RetroSense Therapeutics (Michigan, USA) is developing a game-changing gene therapy to restore vision in patients suffering from blindness due to retinitis pigmentosa (RP) and advanced dry age-related macular degeneration (advanced dry-AMD). There are currently no FDA approved therapies to improve or restore vision in patients with these retinal degenerative conditions. RetroSense’s approach creates photosensitivity in retinal ganglian cells via channelrhodopsin-2 expression restoring vision irrespective of which gene defect is responsible for vision loss. The company has successfully finished Ph1 clinical trials. Allergan (NYSE: AGN) acquired RetroSense Therapeutics in 2016 for a total consideration of $555M (including milestone payments).
Bonti (California, USA) is a rapidly growing biotechnology company engaged in the development of novel botulotoxin-based treatments. Bonti was founded by world-class experts with a proven success story at Allergan, one of the Fortune 500 fastest growing pharma companies having Botox™ as part of its product pipeline. The team has extensive neurotoxin, aesthetic and pain expertise, and is well-qualified to develop new treatment paradigms based on the novel neurotoxin platform and bring them to both aesthetic and therapeutic markets. The company was acquired by Allergan (NYSE: AGN) in Q4 2018 for $195M upfront plus undisclosed milestone payments.
Image Analysis Group (UK) is a leader in the rapidly growing market for Magnetic Resonance Imaging (MRI) data quantification and analysis, helping partners such as hospitals, CROs and biotech companies design and manage their clinical studies for the most effective use of resources while providing earlier, more convincing evidence of treatment effect with smaller patient cohorts. The company's solution improves the accuracy of diagnostic assessment and research decisions for companies developing treatments for inflammatory musculoskeletal conditions, neuro-inflammation, oncology, cardiac perfusion and rare diseases.
Immusoft (Seattle, USA) develops a first-in-class hybrid cell/gene therapy, which uses a clinically validated, non-viral vector for safe, reliable insertion of functional genes into B-cells. The ISP™ platform enables safe insertion of genes encoding the correct human homolog of a missing or defective protein into a patient’s immune cells using the Sleeping Beauty (SB) Transposon system – a non-viral vector. If successful, the therapy could become a breakthrough in multiple indications with lysosomal storage and protein production disorders.
AGCT (St. Petersburg, Russia) develops a gene therapy against HIV and HIV-linked cancers.
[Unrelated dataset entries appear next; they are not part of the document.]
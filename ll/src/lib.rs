use bit_set::BitSet;
use itertools::Itertools;
use log::debug;
use thiserror::Error;
use grammar::{Grammar, NonterminalId, Symbol, TerminalId};

pub mod ffn;
pub mod select;
pub mod report;
mod parser;
mod table;

pub use ffn::Ffn;
pub use select::Ll1Conflict;
pub use parser::{PredictiveParser, ParseStep, ParseError, ParseErrorKind};
pub use table::ParsingTable;

/// A predictive parser was requested for a grammar that is not LL(1).
#[derive(Debug, Clone, PartialEq, Eq, Error)]
#[error("grammar is not LL(1): {description}")]
pub struct IllegalGrammarError {
  pub conflict: Ll1Conflict,
  pub description: String,
}

/// FIRST, FOLLOW and SELECT sets of one grammar, computed once.
#[derive(Debug, Clone)]
pub struct Ll1Analysis<'g> {
  grammar: &'g Grammar,
  ffn: Ffn,
  select: Vec<BitSet>,
  conflict: Option<Ll1Conflict>,
}

impl<'g> Ll1Analysis<'g> {
  pub fn new(grammar: &'g Grammar) -> Self {
    let ffn = ffn::compute(grammar);
    let select = select::compute(grammar, &ffn);
    let conflict = select::find_conflict(grammar, &select);

    match &conflict {
      None => debug!("grammar is LL(1)"),
      Some(conflict) => debug!("grammar is not LL(1): {}", describe(grammar, conflict)),
    }

    Self {
      grammar,
      ffn,
      select,
      conflict,
    }
  }

  pub fn grammar(&self) -> &'g Grammar {
    self.grammar
  }

  pub fn ffn(&self) -> &Ffn {
    &self.ffn
  }

  pub fn first(&self, sym: Symbol) -> BitSet {
    self.ffn.first_of_symbol(sym)
  }

  pub fn follow(&self, nt: NonterminalId) -> &BitSet {
    self.ffn.follow(nt)
  }

  pub fn select(&self, prod_ix: usize) -> &BitSet {
    &self.select[prod_ix]
  }

  pub fn selects(&self) -> &[BitSet] {
    &self.select
  }

  pub fn is_ll1(&self) -> bool {
    self.conflict.is_none()
  }

  /// The first conflicting pair of alternatives found.
  pub fn conflict(&self) -> Option<&Ll1Conflict> {
    self.conflict.as_ref()
  }

  pub fn conflicts(&self) -> impl Iterator<Item = Ll1Conflict> + '_ {
    select::conflicts(self.grammar, &self.select)
  }

  pub fn parser(&self) -> Result<PredictiveParser<'g>, IllegalGrammarError> {
    PredictiveParser::new(self)
  }

  pub fn describe_conflict(&self, conflict: &Ll1Conflict) -> String {
    describe(self.grammar, conflict)
  }
}

/// Terminal names of a set, in id order.
pub fn set_names<'a>(grammar: &'a Grammar, set: &'a BitSet) -> impl Iterator<Item = &'a str> + 'a {
  set.iter().map(move |t| grammar.terminal_name(TerminalId::new(t as u32)))
}

fn describe(grammar: &Grammar, conflict: &Ll1Conflict) -> String {
  format!("`{}` and `{}` both select on {}",
    grammar.prod_to_string(conflict.prods.0),
    grammar.prod_to_string(conflict.prods.1),
    conflict.lookaheads.iter()
      .map(|&t| format!("`{}`", grammar.terminal_name(t)))
      .join(", "))
}
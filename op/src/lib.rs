use bit_set::BitSet;
use log::debug;
use grammar::{Grammar, NonterminalId, Symbol};

mod vt;
mod matrix;
pub mod report;

pub use matrix::{PrecedenceMatrix, PrecConflict, Relation};

/// Outcome of the operator-precedence analysis. Only `OperatorPrecedence`
/// comes with a matrix.
#[derive(Debug, Clone, PartialEq, Eq)]
pub enum OpVerdict {
  OperatorPrecedence,
  /// `prods()[prod]` has nonterminals at `pos` and `pos + 1`
  AdjacentNonterminals { prod: usize, pos: usize },
  EpsilonProduction { prod: usize },
  Conflict(PrecConflict),
}

#[derive(Debug, Clone)]
pub struct OpAnalysis<'g> {
  grammar: &'g Grammar,
  /// FIRSTVT, LASTVT; absent when the grammar fails the shape checks
  vt: Option<(Vec<BitSet>, Vec<BitSet>)>,
  matrix: Option<PrecedenceMatrix>,
  verdict: OpVerdict,
}

impl<'g> OpAnalysis<'g> {
  pub fn new(grammar: &'g Grammar) -> Self {
    if let Some(verdict) = check_shape(grammar) {
      debug!("not an operator-precedence grammar: {:?}", verdict);
      return Self {
        grammar,
        vt: None,
        matrix: None,
        verdict,
      };
    }

    let firstvt = vt::compute(grammar, vt::Direction::First);
    let lastvt = vt::compute(grammar, vt::Direction::Last);

    let (matrix, verdict) = match matrix::build(grammar, &firstvt, &lastvt) {
      Ok(matrix) => {
        debug!("operator-precedence grammar, {} relations", matrix.len());
        (Some(matrix), OpVerdict::OperatorPrecedence)
      }
      Err(conflict) => {
        debug!("precedence conflict: {:?}", conflict);
        (None, OpVerdict::Conflict(conflict))
      }
    };

    Self {
      grammar,
      vt: Some((firstvt, lastvt)),
      matrix,
      verdict,
    }
  }

  pub fn grammar(&self) -> &'g Grammar {
    self.grammar
  }

  pub fn verdict(&self) -> &OpVerdict {
    &self.verdict
  }

  pub fn is_operator_precedence(&self) -> bool {
    self.verdict == OpVerdict::OperatorPrecedence
  }

  /// No alternative has two adjacent nonterminals.
  pub fn is_operator_grammar(&self) -> bool {
    match self.verdict {
      OpVerdict::AdjacentNonterminals { .. } => false,
      _ => true,
    }
  }

  pub fn firstvt(&self, nt: NonterminalId) -> Option<&BitSet> {
    self.vt.as_ref().map(|(first, _)| &first[nt.id() as usize])
  }

  pub fn lastvt(&self, nt: NonterminalId) -> Option<&BitSet> {
    self.vt.as_ref().map(|(_, last)| &last[nt.id() as usize])
  }

  pub fn matrix(&self) -> Option<&PrecedenceMatrix> {
    self.matrix.as_ref()
  }

  pub fn describe_verdict(&self) -> String {
    let grammar = self.grammar;
    match &self.verdict {
      OpVerdict::OperatorPrecedence => "operator-precedence grammar".to_owned(),
      OpVerdict::AdjacentNonterminals { prod, pos } => {
        let symbols = &grammar.prods()[*prod].symbols;
        format!("`{}` has adjacent nonterminals `{}{}`",
          grammar.prod_to_string(*prod),
          grammar.symbol_name(symbols[*pos]),
          grammar.symbol_name(symbols[*pos + 1]))
      }
      OpVerdict::EpsilonProduction { prod } => {
        format!("`{}` is an epsilon production", grammar.prod_to_string(*prod))
      }
      OpVerdict::Conflict(conflict) => {
        format!("`{}` and `{}` are both {} and {}, asserted by `{}`",
          grammar.terminal_name(conflict.left),
          grammar.terminal_name(conflict.right),
          conflict.existing,
          conflict.asserted,
          grammar.prod_to_string(conflict.prod))
      }
    }
  }
}

/// First violation of the operator-grammar shape, then of the no-epsilon
/// rule, in production order.
fn check_shape(grammar: &Grammar) -> Option<OpVerdict> {
  let is_nt = |sym: &Symbol| match sym {
    Symbol::Nonterminal(_) => true,
    Symbol::Terminal(_) => false,
  };

  let adjacent = grammar.prods().iter().enumerate().find_map(|(prod, p)| {
    p.symbols.windows(2)
      .position(|pair| is_nt(&pair[0]) && is_nt(&pair[1]))
      .map(|pos| OpVerdict::AdjacentNonterminals { prod, pos })
  });

  adjacent.or_else(|| {
    (0..grammar.prods().len())
      .find(|&prod| grammar.is_epsilon_prod(prod))
      .map(|prod| OpVerdict::EpsilonProduction { prod })
  })
}
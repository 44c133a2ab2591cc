use std::fmt;
use std::ops::Range;
use log::debug;
use crate::{GrammarError, GrammarErrorKind, Map, Set, EPSILON, END_MARKER};
use crate::split::{disassemble, split_production};

#[derive(Debug, Clone, Copy, PartialEq, Eq, PartialOrd, Ord, Hash)]
pub struct NonterminalId(u32);

impl NonterminalId {
  pub fn new(id: u32) -> Self {
    Self(id)
  }

  pub fn id(self) -> u32 {
    self.0
  }
}

#[derive(Debug, Clone, Copy, PartialEq, Eq, PartialOrd, Ord, Hash)]
pub struct TerminalId(u32);

impl TerminalId {
  pub fn new(id: u32) -> Self {
    Self(id)
  }

  pub fn id(self) -> u32 {
    self.0
  }
}

#[derive(Debug, Clone, Copy, PartialEq, Eq, PartialOrd, Ord, Hash)]
pub enum Symbol {
  Nonterminal(NonterminalId),
  Terminal(TerminalId),
}

#[derive(Debug, Clone, PartialEq, Eq)]
pub struct Production {
  pub nt: NonterminalId,
  /// never empty; an epsilon production is the single epsilon terminal
  pub symbols: Vec<Symbol>,
}

/// An immutable context-free grammar.
///
/// Nonterminal and terminal indices follow declaration order. The epsilon
/// terminal is always present; the end-marker has the id one past the last
/// declared terminal and is not part of the terminal alphabet.
#[derive(Debug, Clone)]
pub struct Grammar {
  nts: Set<String>,
  terms: Set<String>,
  prods: Vec<Production>,
  nt_prods: Map<NonterminalId, Range<usize>>,
  start: NonterminalId,
  epsilon: TerminalId,
}

/// One piece of authored text, with its location in a grammar file.
#[derive(Debug, Clone, Copy)]
pub(crate) struct Decl<'a> {
  pub text: &'a str,
  pub span: Option<(usize, usize)>,
}

#[derive(Debug, Default)]
pub(crate) struct Decls<'a> {
  pub nts: Vec<Decl<'a>>,
  pub terms: Vec<Decl<'a>>,
  pub prods: Vec<Decl<'a>>,
  pub start: Option<Decl<'a>>,
}

impl Grammar {
  /// Build a grammar from the four flat lists: nonterminals, terminals,
  /// `LHS->alt1|alt2` production strings and the start symbol.
  pub fn new<N, T, P>(
    nonterminals: &[N],
    terminals: &[T],
    productions: &[P],
    start: &str,
  ) -> Result<Self, GrammarError>
    where N: AsRef<str>,
          T: AsRef<str>,
          P: AsRef<str>,
  {
    assemble(Decls {
      nts: unspanned(nonterminals),
      terms: unspanned(terminals),
      prods: unspanned(productions),
      start: Some(Decl { text: start.trim(), span: None }),
    })
  }

  pub fn start(&self) -> NonterminalId {
    self.start
  }

  pub fn epsilon(&self) -> TerminalId {
    self.epsilon
  }

  pub fn end_marker(&self) -> TerminalId {
    TerminalId(self.terms.len() as u32)
  }

  pub fn nonterminals(&self) -> impl Iterator<Item = NonterminalId> {
    (0..self.nts.len() as u32).map(NonterminalId)
  }

  /// Declared terminals, epsilon included, end-marker excluded.
  pub fn terminals(&self) -> impl Iterator<Item = TerminalId> {
    (0..self.terms.len() as u32).map(TerminalId)
  }

  pub fn nonterminal_count(&self) -> usize {
    self.nts.len()
  }

  pub fn terminal_count(&self) -> usize {
    self.terms.len()
  }

  pub fn nonterminal(&self, name: &str) -> Option<NonterminalId> {
    self.nts.get_index_of(name).map(|i| NonterminalId(i as u32))
  }

  pub fn terminal(&self, name: &str) -> Option<TerminalId> {
    self.terms.get_index_of(name).map(|i| TerminalId(i as u32))
  }

  pub fn symbol(&self, name: &str) -> Option<Symbol> {
    self.nonterminal(name).map(Symbol::Nonterminal)
      .or_else(|| self.terminal(name).map(Symbol::Terminal))
  }

  pub fn nonterminal_name(&self, nt: NonterminalId) -> &str {
    &self.nts[nt.id() as usize]
  }

  pub fn terminal_name(&self, t: TerminalId) -> &str {
    if t == self.end_marker() {
      END_MARKER
    } else {
      &self.terms[t.id() as usize]
    }
  }

  pub fn symbol_name(&self, sym: Symbol) -> &str {
    match sym {
      Symbol::Nonterminal(nt) => self.nonterminal_name(nt),
      Symbol::Terminal(t) => self.terminal_name(t),
    }
  }

  pub fn is_epsilon(&self, sym: Symbol) -> bool {
    sym == Symbol::Terminal(self.epsilon)
  }

  pub fn prods(&self) -> &[Production] {
    &self.prods
  }

  pub fn prod_range(&self, nt: NonterminalId) -> Range<usize> {
    self.nt_prods[&nt].clone()
  }

  pub fn prods_of(&self, nt: NonterminalId) -> &[Production] {
    &self.prods[self.prod_range(nt)]
  }

  pub fn is_epsilon_prod(&self, prod_ix: usize) -> bool {
    let symbols = &self.prods[prod_ix].symbols;
    symbols.len() == 1 && self.is_epsilon(symbols[0])
  }

  pub fn symbols_to_string(&self, symbols: &[Symbol]) -> String {
    symbols.iter().map(|&sym| self.symbol_name(sym)).collect()
  }

  /// `E' -> +TE'`
  pub fn prod_to_string(&self, prod_ix: usize) -> String {
    let prod = &self.prods[prod_ix];
    format!("{} -> {}",
      self.nonterminal_name(prod.nt),
      self.symbols_to_string(&prod.symbols))
  }
}

impl fmt::Display for Grammar {
  fn fmt(&self, f: &mut fmt::Formatter) -> fmt::Result {
    for (nt, range) in &self.nt_prods {
      write!(f, "{} -> ", self.nonterminal_name(*nt))?;
      for (i, prod) in self.prods[range.clone()].iter().enumerate() {
        if i != 0 {
          write!(f, " | ")?;
        }
        write!(f, "{}", self.symbols_to_string(&prod.symbols))?;
      }
      writeln!(f)?;
    }
    Ok(())
  }
}

fn unspanned<S: AsRef<str>>(items: &[S]) -> Vec<Decl<'_>> {
  items.iter()
    .map(|s| Decl { text: s.as_ref().trim(), span: None })
    .collect()
}

fn error(kind: GrammarErrorKind, decl: &Decl) -> GrammarError {
  GrammarError::new(kind, decl.span)
}

fn check_symbol(decl: &Decl) -> Result<(), GrammarError> {
  if decl.text.is_empty() {
    Err(error(GrammarErrorKind::UnknownSymbol(String::new()), decl))
  } else if decl.text == END_MARKER {
    Err(error(GrammarErrorKind::ReservedSymbol(decl.text.to_owned()), decl))
  } else {
    Ok(())
  }
}

pub(crate) fn assemble(decls: Decls) -> Result<Grammar, GrammarError> {
  let mut nts = Set::default();
  for decl in &decls.nts {
    check_symbol(decl)?;
    if decl.text == EPSILON {
      return Err(error(GrammarErrorKind::AmbiguousSymbol(EPSILON.to_owned()), decl));
    }
    if !nts.insert(decl.text.to_owned()) {
      return Err(error(GrammarErrorKind::DuplicateSymbol(decl.text.to_owned()), decl));
    }
  }

  let mut terms = Set::default();
  for decl in &decls.terms {
    check_symbol(decl)?;
    if nts.contains(decl.text) {
      return Err(error(GrammarErrorKind::AmbiguousSymbol(decl.text.to_owned()), decl));
    }
    if !terms.insert(decl.text.to_owned()) {
      return Err(error(GrammarErrorKind::DuplicateSymbol(decl.text.to_owned()), decl));
    }
  }
  let (epsilon, _) = terms.insert_full(EPSILON.to_owned());
  let epsilon = TerminalId(epsilon as u32);

  let start_decl = decls.start
    .ok_or_else(|| GrammarError::new(GrammarErrorKind::MissingStart, None))?;
  let start = nts.get_index_of(start_decl.text)
    .map(|i| NonterminalId(i as u32))
    .ok_or_else(|| error(
      GrammarErrorKind::StartNotNonterminal(start_decl.text.to_owned()),
      &start_decl))?;

  let lookup = |name: &str| -> Option<Symbol> {
    nts.get_index_of(name)
      .map(|i| Symbol::Nonterminal(NonterminalId(i as u32)))
      .or_else(|| terms.get_index_of(name).map(|i| Symbol::Terminal(TerminalId(i as u32))))
  };

  let mut rhs_by_nt = Map::<NonterminalId, Vec<Vec<Symbol>>>::default();
  for decl in &decls.prods {
    let (lhs, alts) = split_production(decl.text)
      .map_err(|kind| error(kind, decl))?;

    let nt = match lookup(lhs) {
      Some(Symbol::Nonterminal(nt)) => nt,
      _ => return Err(error(GrammarErrorKind::NotNonterminal(lhs.to_owned()), decl)),
    };
    if rhs_by_nt.contains_key(&nt) {
      return Err(error(GrammarErrorKind::DuplicateProduction(lhs.to_owned()), decl));
    }

    let mut rhss = vec![];
    for alt in alts {
      let names = disassemble(alt);
      if names.is_empty() {
        return Err(error(GrammarErrorKind::EmptyAlternative(lhs.to_owned()), decl));
      }
      if names.len() > 1 && names.contains(&EPSILON) {
        return Err(error(GrammarErrorKind::EpsilonMixed(alt.to_owned()), decl));
      }

      let symbols = names.iter()
        .map(|&name| lookup(name).ok_or_else(|| {
          error(GrammarErrorKind::UnknownSymbol(name.to_owned()), decl)
        }))
        .collect::<Result<Vec<_>, _>>()?;
      rhss.push(symbols);
    }

    rhs_by_nt.insert(nt, rhss);
  }

  for (i, decl) in decls.nts.iter().enumerate() {
    if !rhs_by_nt.contains_key(&NonterminalId(i as u32)) {
      return Err(error(GrammarErrorKind::MissingProductions(decl.text.to_owned()), decl));
    }
  }

  let mut prods = vec![];
  let mut nt_prods = Map::default();
  for (nt, rhss) in rhs_by_nt {
    let start = prods.len();
    prods.extend(rhss.into_iter().map(|symbols| Production { nt, symbols }));
    nt_prods.insert(nt, start..prods.len());
  }

  debug!("grammar: {} nonterminals, {} terminals, {} productions, start {}",
    nts.len(), terms.len(), prods.len(), start_decl.text);

  Ok(Grammar {
    nts,
    terms,
    prods,
    nt_prods,
    start,
    epsilon,
  })
}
The setup is a spin-out from one of the major oncology clinics in Russia and is supported by IP on genome editing from a top EU university. The therapy has the potential to bring cure to previously incurable patients with HIV and lymphomas and could also be used in a number of less severe indications.
An undisclosed investment, this clinical-stage company in the UK is developing a drug against a severe CNS disorder based on research from one of the top universities.